The role of the Chief Information Security Officer (CISO) has evolved dramatically as cyber threats become more sophisticated and persistent. Once guardians of firewalls and antivirus updates, CISOs were seen as technical troubleshooters, not strategic power players – buried in basements rather than briefing the board. But cyber threats didn’t stay in the server room.
The last two decades have seen a sea change in the threat landscape. Ransomware attacks are in the headlines almost daily, hitting targets across all industries. No organisation is safe – everything from hospitals to critical national infrastructure, major tech companies and retailers have been impacted by ransomware.
With most organisations relying on an ever-growing list of third-party software solutions, supply chain attacks have also boomed in popularity. Many of the most infamous cyberattacks of all time – SolarWinds, NotPetya, Stuxnet – have occurred due to a vulnerability in the software supply chain.
The CISO’s environment has also grown increasingly complex. Perimeter-less cloud deployments, AI and a plethora of new cybersecurity tools have made the job infinitely more nuanced.
Nation-states have also started to use cybercrime as a tool to attack each other without putting a single boot on the ground. Warfare has moved from a purely kinetic form to become more all-encompassing, with well-funded teams of cybercriminals able to cause damage from thousands of miles away.
Amid these changes, cybersecurity has vaulted from IT checklist to existential business risk. CISOs have stepped into the spotlight – not just as defenders of data, but as architects of business resilience. What was once an almost purely technical career has changed. They’re now expected to have cross-disciplinary knowledge, and translate complex risks into clear strategy, guiding executive decisions and shaping how organisations respond to uncertainty.
Our last State of the Security Profession report reflects this shift. Communication skills (30%) now rank above technical or subject matter expertise (15%), a complete reversal from just four years ago. The modern CISO is increasingly a translator responsible for turning threat intelligence into boardroom insight, and ensuring cyber risk is understood not as a technical detail, but as a core business issue.
But with greater influence comes greater scrutiny. According to research, 70% of cybersecurity leaders say the risk of personal liability is reshaping how they see their roles. These concerns are more than theoretical. In 2023, the US Securities and Exchange Commission charged SolarWinds and its CISO, Timothy Brown, with fraud and control failures following their high-profile breach. Though Brown was ultimately acquitted, the case sent a clear signal that CISOs are now firmly in the regulatory crosshairs.

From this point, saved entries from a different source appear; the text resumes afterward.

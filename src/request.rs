// Copyright (C) 2023 Tristan Gerritsen <tristan@thewoosh.org>
// All Rights Reserved.

use crate::{
    header_bag::HOST,
    message::delegate_message,
    HasHeaders,
    HeaderBag,
    InvalidArgument,
    Message,
    Method,
    RequestTarget,
    Uri,
};

/// An outgoing request.
///
/// The `Host` header follows the host of the [`Uri`] unless it is set
/// explicitly, or the host is preserved with [`Request::with_uri()`].
#[derive(Clone, Debug, Default)]
pub struct Request {
    message: Message,
    method: Method,
    uri: Uri,

    /// Set by [`Request::with_request_target()`], cleared by a new URI.
    target: Option<RequestTarget>,
}

delegate_message!(Request, message);

impl Request {
    pub fn new(method: &str, uri: Uri) -> Result<Self, InvalidArgument> {
        Ok(Self {
            method: Method::parse(method)?,
            ..Default::default()
        }.with_uri(uri, false))
    }

    pub fn method(&self) -> &Method {
        &self.method
    }

    /// Returns a copy with the given method; the case is kept.
    pub fn with_method(&self, method: &str) -> Result<Self, InvalidArgument> {
        Ok(Self {
            method: Method::parse(method)?,
            ..self.clone()
        })
    }

    /// Returns the explicitly set request-target, or else the origin-form of
    /// the URI (`/` when the URI has no path).
    pub fn request_target(&self) -> String {
        match &self.target {
            Some(target) => target.to_string(),
            None => self.uri.origin_form(),
        }
    }

    pub fn with_request_target(&self, target: &str) -> Result<Self, InvalidArgument> {
        Ok(Self {
            target: Some(RequestTarget::parse(target)?),
            ..self.clone()
        })
    }

    pub fn uri(&self) -> &Uri {
        &self.uri
    }

    /// Returns a copy with the given URI, which also drops an explicitly set
    /// request-target.
    ///
    /// The `Host` header is replaced by the host (and port) of the URI, unless
    /// the URI has no host, or `preserve_host` is set while a `Host` header
    /// is already present.
    #[must_use]
    pub fn with_uri(&self, uri: Uri, preserve_host: bool) -> Self {
        let mut headers = self.message.headers().clone();
        if let Some(host) = uri.host_header_value() {
            if !preserve_host || !headers.contains(HOST) {
                headers = headers.with_uri_host(host);
            }
        }

        Self {
            message: self.message.with_headers(headers),
            uri,
            target: None,
            ..self.clone()
        }
    }
}

impl HasHeaders for Request {
    fn headers(&self) -> &HeaderBag {
        self.message.headers()
    }

    fn with_headers(&self, headers: HeaderBag) -> Self {
        Self {
            message: self.message.with_headers(headers),
            ..self.clone()
        }
    }

    /// Removes the header. Removing `Host` while the URI has a host brings
    /// back the `Host` derived from the URI.
    fn without_header(&self, name: &str) -> Self {
        let mut headers = self.message.headers().without_header(name);
        if name.eq_ignore_ascii_case(HOST) {
            if let Some(host) = self.uri.host_header_value() {
                headers = headers.with_uri_host(host);
            }
        }

        self.with_headers(headers)
    }
}

#[cfg(test)]
mod tests {
    use super::*;
    use crate::{HasBody, HasProtocolVersion, Stream};
    use rstest::rstest;

    fn uri(value: &str) -> Uri {
        Uri::parse(value).unwrap()
    }

    fn request() -> Request {
        Request::default()
    }

    #[test]
    fn test_request_target_defaults_to_slash() {
        assert_eq!(request().request_target(), "/");
        assert_eq!(request().with_uri(uri(""), false).request_target(), "/");
        assert_eq!(request().with_uri(uri("*"), false).request_target(), "*");
        assert_eq!(request().with_uri(uri("http://foo.com/bar baz/"), false).request_target(), "/bar%20baz/");
        assert_eq!(request().with_uri(uri("http://foo.com/?oops#2"), false).request_target(), "/?oops");
        assert_eq!(request().with_uri(uri("http://example.com"), false).request_target(), "/");
    }

    #[rstest]
    #[case("*")]
    #[case("api.example.com")]
    #[case("https://api.example.com/users")]
    #[case("https://api.example.com/users?foo=bar")]
    #[case("/users")]
    #[case("/users?id=foo")]
    fn test_with_request_target_accepts_valid_targets(#[case] target: &str) {
        assert_eq!(request().with_request_target(target).unwrap().request_target(), target);
    }

    #[rstest]
    #[case("foo bar baz")]
    #[case("")]
    #[case(" \t")]
    fn test_with_request_target_rejects_invalid_targets(#[case] target: &str) {
        assert_eq!(request().with_request_target(target).unwrap_err(), InvalidArgument::RequestTargetInvalid);
    }

    #[test]
    fn test_request_target_preserved_with_falsey_query() {
        assert_eq!(request().with_uri(uri("http://foo.com/baz?0"), false).request_target(), "/baz?0");
    }

    #[test]
    fn test_with_request_target_preserves_original() {
        let request = request().with_request_target("dGFyZ2V0").unwrap();
        let _ = request.with_request_target("dGFyZ2V0-modified").unwrap();
        assert_eq!(request.request_target(), "dGFyZ2V0");
    }

    #[rstest]
    #[case("http://foo.com/baz?bar=bam", "/baz?bar=bam")]
    #[case("http://example.com", "/")]
    #[case("http://example.com#proceed", "/")]
    fn test_request_target_is_read_from_uri(#[case] value: &str, #[case] target: &str) {
        assert_eq!(request().with_uri(uri(value), false).request_target(), target);
    }

    #[test]
    fn test_with_new_uri_resets_request_target() {
        let request = request().with_request_target("*").unwrap();
        let request = request.with_uri(uri("http://example.net/path"), false);
        assert_eq!(request.request_target(), "/path");
    }

    #[test]
    fn test_method() {
        assert_eq!(request().method(), &Method::Get);
        assert_eq!(request().with_method("head").unwrap().method().as_str(), "head");

        let request = request().with_method("POST").unwrap();
        let _ = request.with_method("PUT").unwrap();
        assert_eq!(request.method(), &Method::Post);

        assert_eq!(request.with_method("GET1").unwrap_err(), InvalidArgument::MethodInvalid);
    }

    #[rstest]
    #[case("http://www.example.com", "www.example.com")]
    #[case("http://www.example.com:80", "www.example.com")]
    #[case("http://foo.com:8124/bar", "foo.com:8124")]
    fn test_host_header_from_uri(#[case] value: &str, #[case] host: &str) {
        let request = request().with_uri(uri(value), false);
        assert_eq!(request.header("Host"), [host]);
        assert_eq!(request.headers().iter().next().map(|(name, _)| name), Some("Host"));
    }

    #[test]
    fn test_with_uri_overrides_host_header() {
        let request1 = request().with_uri(uri("http://foo.com/baz?bar=bam"), false);
        assert_eq!(request1.header_line("host"), "foo.com");

        let request2 = request1.with_uri(uri("http://www.baz.com/bar"), false);
        assert_eq!(request2.header_line("host"), "www.baz.com");
        assert_eq!(request1.header_line("host"), "foo.com");
    }

    #[test]
    fn test_with_uri_preserves_host_if_required() {
        let request = request().with_header("Host", "preserved.com").unwrap();
        let request = request.with_uri(uri("http://www.foo.com/bar"), true);
        assert_eq!(request.header_line("host"), "preserved.com");
    }

    #[test]
    fn test_with_uri_sets_host_when_preserving_without_host() {
        let request = request().with_uri(uri("http://www.foo.com/bar"), true);
        assert_eq!(request.header_line("host"), "www.foo.com");
    }

    #[test]
    fn test_with_uri_replaces_host_header() {
        let request1 = request().with_uri(uri("http://foo.com:8124/bar"), false);
        assert_eq!(request1.header_line("host"), "foo.com:8124");

        let request2 = request1.with_uri(uri("http://foo.com:8125/bar"), false);
        assert_eq!(request2.header_line("host"), "foo.com:8125");
    }

    #[test]
    fn test_host_header_survives_removal_while_uri_has_host() {
        let request1 = request().with_uri(uri("http://www.example.com"), false);
        assert_eq!(request1.header_line("host"), "www.example.com");

        let request2 = request1.without_header("host");
        assert!(request2.has_header("Host"));
        assert_eq!(request2.header_line("Host"), "www.example.com");
    }

    #[test]
    fn test_no_host_header_without_uri_host() {
        assert!(!request().has_header("host"));
        assert!(!request().with_uri(uri("/test?a"), false).has_header("host"));
    }

    #[test]
    fn test_uri_without_host_leaves_host_header_untouched() {
        let request = request().with_header("Host", "example.com").unwrap();
        assert_eq!(request.with_uri(uri("/path"), false).header_line("Host"), "example.com");
    }

    #[test]
    fn test_host_header_set_afterwards_wins() {
        let request = request()
            .with_uri(uri("http://www.example.com"), false)
            .with_header("Host", "www.test.com").unwrap();
        assert_eq!(request.header_line("host"), "www.test.com");
    }

    #[test]
    fn test_host_header_updates_from_uri_when_not_preserving_host() {
        let request = request().with_added_header("Host", "example.com").unwrap();
        let uri = Uri::new()
            .with_host("www.example.com").unwrap()
            .with_port(Some(10081)).unwrap();

        assert_eq!(request.with_uri(uri, false).header_line("Host"), "www.example.com:10081");
    }

    #[test]
    fn test_new() {
        let request = Request::new("PUT", uri("https://example.com:8443/upload")).unwrap();
        assert_eq!(request.method(), &Method::Put);
        assert_eq!(request.header_line("Host"), "example.com:8443");
        assert_eq!(request.request_target(), "/upload");

        assert_eq!(Request::new("hey dude", Uri::new()).unwrap_err(), InvalidArgument::MethodInvalid);
    }

    #[test]
    fn test_message_capabilities() {
        let body = Stream::from_contents("payload");
        let request = request()
            .with_protocol_version("2").unwrap()
            .with_body(body.clone());

        assert_eq!(request.protocol_version().as_str(), "2");
        assert!(request.body().ptr_eq(&body));
        assert_eq!(request.with_method("DELETE").unwrap().protocol_version().as_str(), "2");
    }
}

It’s no longer enough to react when things go wrong. CISOs are being judged on their foresight, their governance and whether they put the right controls in place before the storm hits. In this pressure-cooker environment, the job demands more than technical expertise. Today’s CISO must lead with emotional intelligence, communicate at board level and foster a culture of resilience across the organisation.
As the demands on CISOs grow, and the conversations around liability continue, professional bodies like CIISec are vital in shaping the future of cyber leadership. Through rigorous capability frameworks and continuous professional development, CIISec empowers CISOs to lead with clarity, confidence and integrity. And in a landscape defined by rapid change and rising accountability, credentials matter.